Haut-Karabakh : un si gênant silence

L’Azerbaïdjan a finalement obtenu la victoire par la faim et les armes, forçant les Arméniens à quitter leur terre du Haut-Karabakh. Alfonso Zardi, délégué général de Pax Christi s’interroge sur le silence de l’Europe au sujet de la nouvelle tragédie arménienne.
Alfonso Zardi, délégué général de Pax Christi France

Alfonso Zardi

Délégué Général de Pax Christi France

Maintenant que les 100.000 (à peu près) Arméniens du Nagorno-Karabach ont trouvé refuge en Arménie et que leur ancienne et indéfendable république auto-déterminée n’existe plus, il est temps de se demander ce qui n’a pas fonctionné dans le système européen de sauvegarde de la paix et défense des droits des minorités. Car si la « légitimité » en droit international de l’enclave arménienne au cœur de l’Azerbaïdjan n’a jamais été validée, sa destruction pure et simple n’est pas une opération de maintien de l’ordre, encore moins une campagne « antiterroriste ».

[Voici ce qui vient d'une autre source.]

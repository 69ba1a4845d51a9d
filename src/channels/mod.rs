//! Destination channel implementations of [`EventSink`](crate::sink::EventSink).

mod console;
mod slack;

pub use console::ConsoleSink;
pub use slack::SlackSink;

Il existe, sur le sol européen et au niveau international, des principes, des droits, des valeurs que les Etats, membres de Nations Unies, du Conseil de l’Europe, de l’Organisation pour la sécurité et la coopération en Europe (OSCE) ont souscrits et se doivent de respecter. Et ni l’invasion d’un voisin, aussi encombrant soit-il, ni le nettoyage ethnique d’une partie de « son » territoire ne font partie des méthodes admises et acceptées.

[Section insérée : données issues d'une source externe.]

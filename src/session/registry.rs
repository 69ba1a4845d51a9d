//! Session registry and turn sequencer.
//!
//! Owns the per-channel map of sessions, enforces one live session per
//! channel, admits or queues incoming messages relative to the in-flight
//! turn, and performs the turn-completion handoff.
//!
//! All decisions about a given session are made under that session's state
//! mutex, so a message racing a completion is observed by exactly one of the
//! two paths: queued into the pending slot before the handoff check, or
//! accepted as a fresh turn after it.

use std::collections::HashMap;
use std::path::PathBuf;
use std::sync::Arc;

use tokio::sync::RwLock;

use crate::config::{AgentConfig, TurnConfig};
use crate::engine::EngineClient;
use crate::error::SessionError;
use crate::session::session::{SendOutcome, Session, SessionInfo, SessionState};
use crate::session::turn;
use crate::sink::{EventSink, SessionEvent};

/// Registry of live sessions, one per channel.
pub struct SessionRegistry {
    sessions: RwLock<HashMap<String, Arc<Session>>>,
    engine: Arc<dyn EngineClient>,
    agent: AgentConfig,
    turn: TurnConfig,
}

impl SessionRegistry {
    /// Create a registry around an engine client.
    pub fn new(engine: Arc<dyn EngineClient>, agent: AgentConfig, turn: TurnConfig) -> Self {
        Self {
            sessions: RwLock::new(HashMap::new()),
            engine,
            agent,
            turn,
        }
    }

    pub(crate) fn engine(&self) -> &Arc<dyn EngineClient> {
        &self.engine
    }

    pub(crate) fn agent_config(&self) -> &AgentConfig {
        &self.agent
    }

    pub(crate) fn turn_config(&self) -> &TurnConfig {
        &self.turn
    }

    /// Start a session for a channel.
    ///
    /// Fails if one already exists (first concurrent caller wins) or if an
    /// explicit working-directory override does not exist. With an initial
    /// prompt the session enters `RunningTurn` immediately; without one it
    /// starts idle.
    pub async fn start_session(
        self: &Arc<Self>,
        channel_id: &str,
        initial_prompt: Option<&str>,
        sink: Arc<dyn EventSink>,
        cwd_override: Option<PathBuf>,
    ) -> Result<(), SessionError> {
        let cwd = match cwd_override {
            Some(dir) => {
                let is_dir = tokio::fs::metadata(&dir)
                    .await
                    .map(|m| m.is_dir())
                    .unwrap_or(false);
                if !is_dir {
                    return Err(SessionError::InvalidWorkingDirectory(dir));
                }
                dir
            }
            None => self.agent.default_working_directory.clone(),
        };

        let mut session = Session::new(channel_id, cwd, sink);
        // Set the initial state before the session is shared; nothing may
        // ever observe a queued message on a non-running session.
        session.set_initial_state(if initial_prompt.is_some() {
            SessionState::RunningTurn
        } else {
            SessionState::Idle
        });
        let session = Arc::new(session);

        {
            let mut sessions = self.sessions.write().await;
            if sessions.contains_key(channel_id) {
                return Err(SessionError::AlreadyActive(channel_id.to_string()));
            }
            sessions.insert(channel_id.to_string(), Arc::clone(&session));
        }

        tracing::info!(channel = %channel_id, cwd = %session.cwd().display(), "Session started");

        if let Some(prompt) = initial_prompt {
            self.spawn_turn(&session, prompt.to_string());
        }
        Ok(())
    }

    /// Submit a message to a channel's session.
    ///
    /// Idle session: a turn starts immediately (`Accepted`). Running turn:
    /// the message lands in the single pending slot, replacing any earlier
    /// queued one (`Queued`). No session: `NoSession`.
    pub async fn send_message(self: &Arc<Self>, channel_id: &str, text: &str) -> SendOutcome {
        let session = {
            let sessions = self.sessions.read().await;
            match sessions.get(channel_id) {
                Some(session) => Arc::clone(session),
                None => return SendOutcome::NoSession,
            }
        };

        let mut inner = session.lock().await;
        match inner.state {
            SessionState::Ended => SendOutcome::NoSession,
            SessionState::RunningTurn | SessionState::Starting => {
                if inner.pending_input.is_some() {
                    tracing::debug!(channel = %channel_id, "Replacing queued input; latest intent wins");
                }
                inner.pending_input = Some(text.to_string());
                SendOutcome::Queued
            }
            SessionState::Idle => {
                inner.state = SessionState::RunningTurn;
                self.spawn_turn(&session, text.to_string());
                SendOutcome::Accepted
            }
        }
    }

    /// End a channel's session. Idempotent.
    ///
    /// Cancels any in-flight turn and removes the session; nothing further is
    /// emitted for it, even if the engine stream still has buffered output.
    pub async fn end_session(&self, channel_id: &str) {
        let removed = self.sessions.write().await.remove(channel_id);
        let Some(session) = removed else {
            return;
        };

        let mut inner = session.lock().await;
        inner.state = SessionState::Ended;
        inner.pending_input = None;
        if let Some(cancel) = inner.turn_cancel.take() {
            cancel.cancel();
        }
        tracing::info!(channel = %channel_id, "Session ended");
    }

    /// Read-only snapshot of a channel's session, if one exists.
    pub async fn session_info(&self, channel_id: &str) -> Option<SessionInfo> {
        let session = {
            let sessions = self.sessions.read().await;
            sessions.get(channel_id).cloned()
        }?;
        Some(session.info().await)
    }

    /// Whether a session exists for the channel.
    pub async fn has_active_session(&self, channel_id: &str) -> bool {
        self.sessions.read().await.contains_key(channel_id)
    }

    /// Channel IDs with a live session.
    pub async fn active_channels(&self) -> Vec<String> {
        self.sessions.read().await.keys().cloned().collect()
    }

    /// Turn-completion handoff, invoked once per successful turn.
    ///
    /// Runs under the session mutex: a pending message starts the next turn
    /// with no idle notice in between; otherwise the session goes idle and a
    /// `Waiting` event is delivered before the mutex is released, so nothing
    /// from a subsequently accepted turn can order ahead of it.
    pub(crate) async fn finish_turn(self: &Arc<Self>, session: &Arc<Session>) {
        let mut inner = session.lock().await;
        if inner.state == SessionState::Ended {
            return;
        }
        inner.turn_cancel = None;

        match inner.pending_input.take() {
            Some(text) => {
                tracing::debug!(channel = %session.channel_id(), "Resuming with queued input");
                self.spawn_turn(session, text);
            }
            None => {
                inner.state = SessionState::Idle;
                session.deliver(SessionEvent::Waiting).await;
            }
        }
    }

    /// Terminal turn failure: one error event, then the session is gone.
    ///
    /// A session that was already ended (cancellation racing a failure)
    /// produces no event. The map entry is removed only while it still
    /// points at this session; a successor session started on the same
    /// channel after an explicit end must survive the old turn's cleanup.
    pub(crate) async fn fail_turn(self: &Arc<Self>, session: &Arc<Session>, message: String) {
        {
            let mut inner = session.lock().await;
            if inner.state == SessionState::Ended {
                return;
            }
            inner.state = SessionState::Ended;
            inner.pending_input = None;
            inner.turn_cancel = None;
        }

        {
            let mut sessions = self.sessions.write().await;
            if sessions
                .get(session.channel_id())
                .is_some_and(|current| Arc::ptr_eq(current, session))
            {
                sessions.remove(session.channel_id());
            }
        }

        tracing::error!(channel = %session.channel_id(), "Session terminated: {}", message);
        session.deliver(SessionEvent::Error(message)).await;
    }

    fn spawn_turn(self: &Arc<Self>, session: &Arc<Session>, prompt: String) {
        let registry = Arc::clone(self);
        let session = Arc::clone(session);
        tokio::spawn(async move {
            turn::run_turn(registry, session, prompt).await;
        });
    }
}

Il y a donc un problème avec l’apparition voire la consolidation de régimes totalitaires, autoritaires et proprement impérialistes là où la démocratie, les droits de l’homme et l’Etat de droit sont pourtant censés régner et être appliqués avec le concours, s’il le faut, des autres Etats membres de la même « famille » de nations.

une défaite morale et une détresse économique et humanitaire sans précédent pour l’Arménie

Au vu de ce qui s’est passé – une victoire militaire rapide et facile, un exode massif encouragé par les nouveaux occupants et par ceux qui devaient plutôt bloquer l’invasion, lisez les Russes, une défaite morale et une détresse économique et humanitaire sans précédent pour l’Arménie – l’Azerbaïdjan n’a appris aucune des « leçons » de démocratie (ou de droits de l’homme) qui lui ont pourtant été patiemment administrées.

L’exclure du Conseil de l’Europe – comme ce fut le cas de la Russie, après l’agression de l’Ukraine – serait-ce une sanction envisageable quoique symbolique ? On peut en douter, au nom du réalisme politique qui a fait de Bakou un « partenaire » incontournable de l’Europe pour ses approvisionnements en gaz naturel, alternatifs à ceux en provenance de Russie. Se fâcher maintenant avec l’intraitable président Aliev ne servirait pas la cause de la paix économique et sociale en Europe, si cela devait mener à une nouvelle flambée des prix de l’énergie et de l’inflation en général.

On fera donc « avec », tout en assurant à l’Arménie que sa cause est entendue et qu’on ne tolérera pas d’atteintes à sa souveraineté – ou ce qu’il en reste.

Sans surprise, mais avec un courage certain, Erevan a depuis adhéré à la Cour pénale internationale (Statut de Rome), ce qui l’éloigne encore un peu plus de Moscou, qui a logiquement jugé cette décision « extrêmement hostile » à son encontre.

Cela montre bien la ligne de partage entre les Etats qui croient en la « force du droit », aussi floue soit-elle, et ceux pour qui la force fait le droit. L’Europe, si douloureusement silencieuse sur la nouvelle tragédie arménienne, ferait bien de réaffirmer au moins dans lequel des deux camps elle se situe.